- A Book a Week
- Posts
- 📘 What would you do if you knew you would live to 100?
📘 What would you do if you knew you would live to 100?
This week we explore Ikigai and the ancient Japanese philosophy that is quietly changing how millions of people think about their reason for being
Good morning, everyone!
This week, we're focusing on Ikigai by Héctor García and Francesc Miralles.
What if the secret to a long, happy, and purposeful life was not a productivity system, a morning routine, or a ten-step plan? What if it was something quieter, older, and far more human than any of that?
According to the Japanese, everyone has an ikigai, a reason for living. And according to the residents of the Japanese village with the world's longest-living people, finding it is the key to a happier and longer life. Having a strong sense of ikigai, where what you love, what you are good at, what you can get paid for, and what the world needs all overlap, means that each day is infused with meaning.

In researching this book, the authors interviewed the residents of the Japanese village with the highest percentage of 100-year-olds, one of the world's Blue Zones, and revealed the secrets to their longevity and happiness: how they eat, how they move, how they work, how they foster collaboration and community, and their best-kept secret, how they find the ikigai that brings satisfaction to their lives.
This is not a book about hustling toward your dream. It is a book about slowing down enough to notice what already makes your life worth living.
Let’s dive in.

Principle #1: Everyone has an ikigai. Your job is to find it.

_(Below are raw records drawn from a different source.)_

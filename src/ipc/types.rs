use std::path::PathBuf;

use rusqlite::Connection;
use serde::Deserialize;

#[derive(Debug, Deserialize, Clone)]
pub struct Request {
    pub id: String,
    pub method: String,
    #[serde(default)]
    pub params: serde_json::Value,
}

/// Selected workspace directory plus its open database handle. Both stay
/// empty until the first workspace.select.
#[derive(Default)]
pub struct AppState {
    pub workspace: Option<PathBuf>,
    pub db: Option<Connection>,
}
fn attendance_start(
    conn: &Connection,
    params: &serde_json::Value,
) -> Result<serde_json::Value, HandlerErr> {
    let actor_id = get_required_str(params, "actorId")?;
    let exam_session_id = get_required_str(params, "sessionId")?;

    let exam_exists: Option<i64> = conn
        .query_row(
            "SELECT 1 FROM exam_sessions WHERE id = ?",
            [&exam_session_id],
            |r| r.get(0),
        )
        .optional()
        .map_err(db_err)?;
    if exam_exists.is_none() {
        return Err(HandlerErr {
            code: "not_found",
            message: "exam session not found".to_string(),
            details: None,
        });
    }
    let actor_exists: Option<i64> = conn
        .query_row("SELECT 1 FROM users WHERE id = ?", [&actor_id], |r| {
            r.get(0)
        })
        .optional()
        .map_err(db_err)?;
    if actor_exists.is_none() {
        return Err(HandlerErr {
            code: "not_found",
            message: "actor not found".to_string(),
            details: None,
        });
    }

    let open: Option<String> = conn
        .query_row(
            "SELECT id FROM attendance_sessions
             WHERE exam_session_id = ? AND status IN ('in_progress', 'paused')",
            [&exam_session_id],
            |r| r.get(0),
        )
        .optional()
        .map_err(db_err)?;
    if let Some(open_id) = open {
        return Err(HandlerErr {
            code: "conflict",
            message: "an attendance session is already open for this exam".to_string(),
            details: Some(json!({ "attendanceSessionId": open_id })),
        });
    }

    let att_id = Uuid::new_v4().to_string();
    conn.execute(
        "INSERT INTO attendance_sessions(id, exam_session_id, status, started_by, started_at)
         VALUES(?, ?, 'in_progress', ?, ?)",
        (
            &att_id,
            &exam_session_id,
            &actor_id,
            Utc::now().to_rfc3339(),
        ),
    )
    .map_err(|e| HandlerErr {
        code: "db_insert_failed",
        message: e.to_string(),
        details: Some(json!({ "table": "attendance_sessions" })),
    })?;

    let _ = audit::record(
        conn,
        Some(&actor_id),
        "attendance.start",
        "attendance_session",
        Some(&att_id),
        Some(json!({ "examSessionId": exam_session_id })),
    );

    Ok(json!({ "attendanceSessionId": att_id, "status": "in_progress" }))
}
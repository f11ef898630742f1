mod audit;
mod backup;
mod custody;
mod db;
mod ipc;

use std::io::{self, BufRead, Write};

use serde_json::json;

fn main() {
    let mut state = ipc::AppState::default();

    let stdin = io::stdin();
    let stdout = io::stdout();
    let mut out = stdout.lock();

    for line in stdin.lock().lines() {
        let Ok(line) = line else { break };
        if line.trim().is_empty() {
            continue;
        }

        let resp = match serde_json::from_str::<ipc::Request>(&line) {
            Ok(req) => ipc::handle_request(&mut state, req),
            // The request id is unreadable here, so the error line carries
            // none; callers correlate by write order.
            Err(e) => json!({
                "ok": false,
                "error": { "code": "bad_json", "message": e.to_string() }
            }),
        };

        if writeln!(out, "{}", resp).is_err() {
            break;
        }
        let _ = out.flush();
    }
}
use serde_json::json;

pub fn ok(id: &str, result: serde_json::Value) -> serde_json::Value {
    json!({ "id": id, "ok": true, "result": result })
}

pub fn err(
    id: &str,
    code: &str,
    message: impl Into<String>,
    details: Option<serde_json::Value>,
) -> serde_json::Value {
    let error = match details {
        Some(d) => json!({ "code": code, "message": message.into(), "details": d }),
        None => json!({ "code": code, "message": message.into() }),
    };
    json!({ "id": id, "ok": false, "error": error })
}
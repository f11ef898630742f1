use crate::ipc::error::{err, ok};
use crate::ipc::types::{AppState, Request};
use serde_json::json;

/// Cursor-based outbox poll. Clients pass the last seq they have seen and
/// refetch whatever the returned events invalidate.
fn handle_events_poll(state: &mut AppState, req: &Request) -> serde_json::Value {
    let Some(conn) = state.db.as_ref() else {
        return err(&req.id, "no_workspace", "select a workspace first", None);
    };

    let after_seq = req
        .params
        .get("afterSeq")
        .and_then(|v| v.as_i64())
        .unwrap_or(0);
    let limit = req
        .params
        .get("limit")
        .and_then(|v| v.as_i64())
        .unwrap_or(100)
        .clamp(1, 500);

    let mut stmt = match conn.prepare(
        "SELECT seq, kind, payload, created_at FROM events
         WHERE seq > ? ORDER BY seq LIMIT ?",
    ) {
        Ok(s) => s,
        Err(e) => return err(&req.id, "db_query_failed", e.to_string(), None),
    };
    let rows = stmt
        .query_map([after_seq, limit], |r| {
            let seq: i64 = r.get(0)?;
            let kind: String = r.get(1)?;
            let payload: String = r.get(2)?;
            let created_at: String = r.get(3)?;
            Ok(json!({
                "seq": seq,
                "kind": kind,
                "payload": serde_json::from_str::<serde_json::Value>(&payload)
                    .unwrap_or(serde_json::Value::Null),
                "createdAt": created_at
            }))
        })
        .and_then(|it| it.collect::<Result<Vec<_>, _>>());

    match rows {
        Ok(events) => {
            let last_seq = events
                .last()
                .and_then(|e| e.get("seq"))
                .and_then(|v| v.as_i64())
                .unwrap_or(after_seq);
            ok(&req.id, json!({ "events": events, "lastSeq": last_seq }))
        }
        Err(e) => err(&req.id, "db_query_failed", e.to_string(), None),
    }
}

pub fn try_handle(state: &mut AppState, req: &Request) -> Option<serde_json::Value> {
    match req.method.as_str() {
        "events.poll" => Some(handle_events_poll(state, req)),
        _ => None,
    }
}
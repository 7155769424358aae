//! Multi-device capture: backends, the stream pool, recording sessions
//! and latency calibration

pub mod backend;
pub mod calibrate;
pub mod pool;
pub mod session;

pub use backend::{CaptureBackend, CaptureStream, CpalCaptureBackend, InputDevice};
pub use calibrate::LatencyCalibrator;
pub use pool::DeviceStreamPool;
pub use session::{DeviceTake, RecordingSession};
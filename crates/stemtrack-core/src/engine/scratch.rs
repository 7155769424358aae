//! Scratch preview - throttled audible segments while dragging the transport
//!
//! While a drag gesture is active the visual position follows every event,
//! but audible feedback is short preview segments rate-limited to bound
//! audio churn. Segments read the raw stem mix directly (no tempo
//! processing in the path) and self-terminate by sample countdown,
//! independent of the transport.

use crate::types::StereoFrame;

use super::playback::PlaybackSession;

/// Minimum gap between audible segments
pub const SCRATCH_THROTTLE_SECS: f64 = 0.04;

/// Length of one audible preview segment
pub const SCRATCH_SEGMENT_SECS: f64 = 0.15;

/// One self-terminating preview segment
#[derive(Debug)]
struct Segment {
    /// Next frame to read from the mix
    cursor: usize,
    /// Frames left before the segment silences itself
    remaining: usize,
}

/// Scratch-mode state machine
pub struct ScratchController {
    active: bool,
    /// Playback was running when scratch mode was entered
    resume_playback: bool,
    /// Real time of the last audible segment start
    last_audible: Option<f64>,
    segment: Option<Segment>,
}

impl ScratchController {
    pub fn new() -> Self {
        Self {
            active: false,
            resume_playback: false,
            last_audible: None,
            segment: None,
        }
    }

    pub fn is_active(&self) -> bool {
        self.active
    }

    /// Enter scratch mode, remembering whether to resume playback on exit.
    /// The caller consumes the playback sources itself (silently - consumed
    /// sources cannot emit an "ended" signal).
    pub fn start(&mut self, was_playing: bool) {
        self.active = true;
        self.resume_playback = was_playing;
        self.last_audible = None;
        self.segment = None;
    }

    /// Request an audible segment at `position_frame`. Returns false when
    /// throttled; the visual position has already moved regardless.
    pub fn request_segment(&mut self, now: f64, position_frame: usize, sample_rate: u32) -> bool {
        if !self.active {
            return false;
        }
        if let Some(last) = self.last_audible {
            if now - last < SCRATCH_THROTTLE_SECS {
                return false;
            }
        }
        self.last_audible = Some(now);
        self.segment = Some(Segment {
            cursor: position_frame,
            remaining: (SCRATCH_SEGMENT_SECS * sample_rate as f64) as usize,
        });
        true
    }

    /// Exit scratch mode. Returns true if the caller should resume normal
    /// playback (it also resets the stretch node before doing so).
    pub fn finish(&mut self) -> bool {
        self.active = false;
        self.segment = None;
        self.last_audible = None;
        std::mem::take(&mut self.resume_playback)
    }

    /// Render the live segment (if any) into `output` and count it down.
    /// Once `remaining` hits zero the segment is dropped and output is
    /// silence until the next un-throttled `request_segment`.
    pub fn render(&mut self, playback: &PlaybackSession, output: &mut [StereoFrame]) {
        output.fill(StereoFrame::silence());

        let Some(segment) = &mut self.segment else {
            return;
        };

        let n = output.len().min(segment.remaining);
        playback.render_preview(segment.cursor, &mut output[..n]);
        segment.cursor += n;
        segment.remaining -= n;

        if segment.remaining == 0 {
            self.segment = None;
        }
    }
}

impl Default for ScratchController {
    fn default() -> Self {
        Self::new()
    }
}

Ikigai can be described as the intersection of four elements: what you are passionate about, where your skills lie, how you can earn a living, and what the world needs. You do not need all four perfectly aligned to begin. Even two or three overlapping is meaningful progress. The search itself is part of the purpose.
Principle #2: Staying active is the foundation of everything.
There is no word in Japanese that means retire in the sense it does in English. The Japanese remain active and work at what they enjoy because they have found a real purpose in life, the happiness of always being busy. This is not about overworking. It is about never losing engagement with life.
Principle #3: Flow is where ikigai lives.
The Okinawan centenarians did not just have a purpose. They had daily activities that absorbed them completely. Whether painting, gardening, cooking, or craftsmanship, they entered a state of flow regularly. Flow is not a luxury. It is a necessity for a life that feels worth living.
Principle #4: Community is not optional.
One of the secrets to happiness in Okinawa is the sense of community, along with how residents take care of themselves and each other. The Japanese concept of moai refers to a close-knit group of friends who support each other through life's ups and downs. Research consistently shows that strong social bonds are among the most powerful predictors of longevity and happiness. Your people matter more than your productivity.
Principle #5: Small and slow beats big and fast.
The Okinawans do not chase grand ambitions. They tend their gardens, perfect their crafts, share meals, and move their bodies gently every day. Ikigai flourishes in the appreciation of small moments: the morning air, the warmth of coffee, the touch of sunlight. True ikigai requires awareness of the richness in these simple elements, often overlooked in the modern hustle.
Principle #6: Eat until you are 80% full.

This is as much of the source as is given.